Para la aplicación in vivo, las suspensiones de
hidrogel (microesferas) contendrán normalmente hasta 10^{5} U.I.
de IL-2 en 0,5 ml, que se liberarán a lo largo de
un período de 5 días (es decir, 2x10^{4} U.I. de
IL-2 liberadas diariamente). La cantidad de
proteína liberada puede ser determinada con métodos sensibles de
detección cuantitativa (ensayos de HPLC y ELISA). Para investigar
si la IL-2 liberada es aún biológicamente activa y
en qué medida (es decir, cuál es el efecto de estos procedimientos
químicos sobre la actividad específica de la IL-2),
se pueden realizar ensayos de proliferación usando la línea celular
CTLL dependiente de IL-2.
La presente invención será ahora explicada con
más detalle haciendo referencia a los siguientes ejemplos no
limitativos.
Para obtener un hidrogel de dextrano, se
introdujo primeramente un grupo metacrilato polimerizable en
dextrano.

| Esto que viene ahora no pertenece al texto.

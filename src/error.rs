//! Error taxonomy for the gateway.

use crate::types::Purpose;
use std::path::PathBuf;
use thiserror::Error;

/// Missing or unusable credentials. Startup-class; never retried.
#[derive(Error, Debug, Clone, PartialEq, Eq)]
pub enum ConfigurationError {
    #[error("no completion credentials configured for purpose '{0}' and no general fallback")]
    MissingCredentials(Purpose),

    #[error("invalid completion client configuration for purpose '{purpose}': {reason}")]
    InvalidClient { purpose: Purpose, reason: String },
}

/// Any failure from the remote completion call.
#[derive(Error, Debug, Clone, PartialEq, Eq)]
pub enum UpstreamError {
    #[error("completion request timed out")]
    Timeout,

    #[error("completion service returned {status}: {body}")]
    Status { status: u16, body: String },

    #[error("completion transport error: {0}")]
    Transport(String),

    #[error("failed to decode completion response: {0}")]
    Decode(String),

    #[error("completion response contained no content")]
    EmptyResponse,

    #[error("completion stream ended without a finish marker")]
    Truncated,
}

impl UpstreamError {
    /// Whether the upstream transport gave up waiting.
    pub fn is_timeout(&self) -> bool {
        matches!(self, Self::Timeout)
    }
}

impl From<reqwest::Error> for UpstreamError {
    fn from(e: reqwest::Error) -> Self {
        if e.is_timeout() {
            Self::Timeout
        } else if e.is_decode() {
            Self::Decode(e.to_string())
        } else {
            Self::Transport(e.to_string())
        }
    }
}

impl From<serde_json::Error> for UpstreamError {
    fn from(e: serde_json::Error) -> Self {
        Self::Decode(e.to_string())
    }
}

/// Cache I/O failures other than the expected "file absent" miss.
#[derive(Error, Debug)]
pub enum CacheIoError {
    #[error("failed to read cache entry {path}: {source}")]
    Read {
        path: PathBuf,
        #[source]
        source: std::io::Error,
    },

    #[error("corrupt cache entry {path}: {source}")]
    Corrupt {
        path: PathBuf,
        #[source]
        source: serde_json::Error,
    },

    #[error("failed to write cache entry {path}: {source}")]
    Write {
        path: PathBuf,
        #[source]
        source: std::io::Error,
    },
}

/// Errors surfaced by gateway operations.
#[derive(Error, Debug)]
pub enum GatewayError {
    #[error(transparent)]
    Configuration(#[from] ConfigurationError),

    #[error("invalid input ({context}): {reason}")]
    InvalidInput { context: String, reason: String },

    #[error(transparent)]
    Upstream(#[from] UpstreamError),

    #[error("completion failed after {attempts} attempts: {last}")]
    RetriesExhausted {
        attempts: u32,
        #[source]
        last: UpstreamError,
    },

    /// Shown to users through the `common.service_busy` message.
    #[error("completion service did not respond in time")]
    ServiceBusy,
}

impl GatewayError {
    /// The upstream failure behind this error, if any.
    pub fn upstream(&self) -> Option<&UpstreamError> {
        match self {
            Self::Upstream(e) => Some(e),
            Self::RetriesExhausted { last, .. } => Some(last),
            _ => None,
        }
    }

    /// True when the remote service timed out, directly or on the last retry.
    pub fn is_timeout(&self) -> bool {
        self.upstream().map(UpstreamError::is_timeout).unwrap_or(false)
    }
}

#[cfg(test)]
mod tests {
    use super::*;

    #[test]
    fn timeout_is_visible_through_retry_exhaustion() {
        let err = GatewayError::RetriesExhausted {
            attempts: 3,
            last: UpstreamError::Timeout,
        };
        assert!(err.is_timeout());
        assert!(!GatewayError::ServiceBusy.is_timeout());
    }

    #[test]
    fn missing_credentials_names_the_purpose() {
        let err = ConfigurationError::MissingCredentials(Purpose::UrlSafety);
        assert!(err.to_string().contains("url_safety"));
    }
}
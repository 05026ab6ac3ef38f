//! Title and description extraction from fetched HTML.

use scraper::{ElementRef, Html, Node, Selector};
use std::sync::OnceLock;

/// Raw fields pulled from a page, before capping and sanitising.
#[derive(Debug, Clone, Default, PartialEq, Eq)]
pub struct PageSummary {
    pub title: Option<String>,
    /// The meta description, or the flattened body text when there is none.
    pub description: Option<String>,
}

/// Elements whose text never counts as page content.
const SKIPPED_ELEMENTS: &[&str] = &["script", "style", "noscript", "template"];

struct PageSelectors {
    title: Selector,
    meta: Selector,
    body: Selector,
}

fn selectors() -> Option<&'static PageSelectors> {
    static SELECTORS: OnceLock<Option<PageSelectors>> = OnceLock::new();
    SELECTORS
        .get_or_init(|| {
            Some(PageSelectors {
                title: Selector::parse("head title").ok()?,
                meta: Selector::parse("meta[name]").ok()?,
                body: Selector::parse("body").ok()?,
            })
        })
        .as_ref()
}

/// Extract the head title and the meta description (or body text).
pub fn extract(html: &str) -> PageSummary {
    let Some(sel) = selectors() else {
        return PageSummary::default();
    };
    let document = Html::parse_document(html);

    let title = document
        .select(&sel.title)
        .next()
        .map(|t| collapse_whitespace(t.text()))
        .filter(|t| !t.is_empty());

    let description = meta_description(&document, sel)
        .or_else(|| document.select(&sel.body).next().map(body_text))
        .filter(|d| !d.is_empty());

    PageSummary { title, description }
}

fn meta_description(document: &Html, sel: &PageSelectors) -> Option<String> {
    document
        .select(&sel.meta)
        .filter(|meta| {
            meta.value()
                .attr("name")
                .is_some_and(|n| n.trim().eq_ignore_ascii_case("description"))
        })
        .find_map(|meta| meta.value().attr("content"))
        .map(|content| collapse_whitespace(std::iter::once(content)))
        .filter(|d| !d.is_empty())
}

/// Visible text under `body`, skipping script-like elements.
fn body_text(body: ElementRef<'_>) -> String {
    let texts = body.descendants().filter_map(|node| {
        let Node::Text(text) = node.value() else {
            return None;
        };
        let hidden = node.ancestors().any(|a| {
            a.value()
                .as_element()
                .is_some_and(|e| SKIPPED_ELEMENTS.contains(&e.name()))
        });
        (!hidden).then_some(&**text)
    });
    collapse_whitespace(texts)
}

fn collapse_whitespace<'a>(parts: impl Iterator<Item = &'a str>) -> String {
    parts
        .flat_map(str::split_whitespace)
        .collect::<Vec<_>>()
        .join(" ")
}

#[cfg(test)]
mod tests {
    use super::*;

    #[test]
    fn title_and_meta_description() {
        let html = r#"<html><head>
            <title>  Example
              Domain </title>
            <meta charset="utf-8">
            <meta content="A page   about &amp; things" name="Description">
        </head><body><p>ignored body</p></body></html>"#;

        let summary = extract(html);
        assert_eq!(summary.title.as_deref(), Some("Example Domain"));
        assert_eq!(summary.description.as_deref(), Some("A page about & things"));
    }

    #[test]
    fn body_text_is_used_without_meta_description() {
        let html = "<html><head><title>T</title><style>p{}</style></head>\
                    <body><script>var x = 1;</script><h1>Hello</h1>\n<p>world  again</p>\
                    <!-- note --><noscript>enable js</noscript></body></html>";
        let summary = extract(html);
        assert_eq!(summary.description.as_deref(), Some("Hello world again"));
    }

    #[test]
    fn title_outside_head_is_ignored() {
        let html = "<html><head></head><body><svg><title>icon</title></svg></body></html>";
        let summary = extract(html);
        assert_eq!(summary.title, None);
        assert_eq!(summary.description.as_deref(), Some("icon"));
    }

    #[test]
    fn empty_document() {
        assert_eq!(extract(""), PageSummary::default());
    }

    #[test]
    fn single_quoted_attributes() {
        let html = "<head><meta name='description' content='quoted'></head>";
        assert_eq!(extract(html).description.as_deref(), Some("quoted"));
    }

    #[test]
    fn title_without_explicit_head() {
        let html = "<!doctype html><html><title>Docs</title><body>hi</body></html>";
        let summary = extract(html);
        assert_eq!(summary.title.as_deref(), Some("Docs"));
        assert_eq!(summary.description.as_deref(), Some("hi"));
    }

    #[test]
    fn angle_bracket_inside_attribute_value() {
        let html = r#"<html><head><meta name="description" content="a > b comparison"></head>
            <body><p>fallback</p></body></html>"#;
        assert_eq!(extract(html).description.as_deref(), Some("a > b comparison"));
    }

    #[test]
    fn numeric_entities_are_decoded() {
        let html = "<html><head><title>Caf&#233; &#8211; Menu</title></head><body></body></html>";
        let summary = extract(html);
        assert_eq!(summary.title.as_deref(), Some("Café – Menu"));
        assert_eq!(summary.description, None);
    }
}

Para todas las reacciones descritas a continuación, se
usó dextrano de Fluka (T40, M_{n} = 15.000, M_{p} = 32.500
g/mol). Se sintetizaron cuatro derivados diferentes de dextrano
(Ejemplos 1-4) en los que se acopló el éster de
metacrilato mediante un espaciador con el dextrano. El espaciador
contiene diferentes enlaces hidrolizables (éster carbonato y/o
carboxílico). El comportamiento de degradación de los geles
preparados con estos derivados fue comparado con geles de dextrano
derivados de metacrilato de glicidilo
(``dex-GMA''). En este compuesto de referencia, el
éster metacrilato está directamente acoplado con un grupo hidroxilo
del dextrano. Este gel de referencia se degrada con extremada
lentitud.
Se sintetizó dextrano derivatizado con
metacrilato de hidroxietilo (dex-HEMA) acoplando
HEMA activado con carbonildiimidazol (CDI) (HEMA-CI)
con dextrano.
Se disolvió CDI (1,62 g, 10 mmol) en
aproximadamente 10 ml de tetrahidrofurano (THF) anhidro. Se añadió
esta solución a una solución de HEMA (1,30 g, 10 mmol) en 5 ml de
THF anhidro. Se agitó la mezcla de reacción durante 16 horas a
temperatura ambiente. Tras la evaporación del solvente, se obtuvo un
líquido ligeramente amarillo (rendimiento, 2,93 g). Se disolvió el
producto bruto en acetato de etilo, se extrajo con agua para
eliminar el imidazol y el HEMA no reaccionado y se secó sobre
MgSO_{4} anhidro. Después de la filtración, se evaporó el
solvente y se obtuvo metacrilato de hidroxietilo casi puro activado
con CDI (HEMA-CI). Se confirmó la estructura de este
producto por RMN y espectroscopía de IR.
Se añadieron cantidades variables de
HEMA-CI (0,73 g, 1,49 ó 2,19 g; 96% puro) a una
solución de dextrano (10 g, 62 mmol de unidades de glucosa) y
N,N-dimetilaminopiridina (DMAP; 2 g, 16,4 mmol) en
sulfóxido de dimetilo (``DMSO'', 90 ml) anhidro. Se agitaron estas
mezclas de reacción durante 4 días a temperatura ambiente, después
de lo cual se finalizó la reacción por adición de aproximadamente 2
ml de HCl concentrado. Se dializó la mezcla de reacción frente a
agua durante 3 días a 4ºC. Se aisló dex-HEMA por
liofilización, obteniéndose un material blanco plumoso (rendimiento
>90%). Se determinó el grado de substitución del HEMA por
espectroscopía de RMN y era de 4, 9 y 13, respectivamente.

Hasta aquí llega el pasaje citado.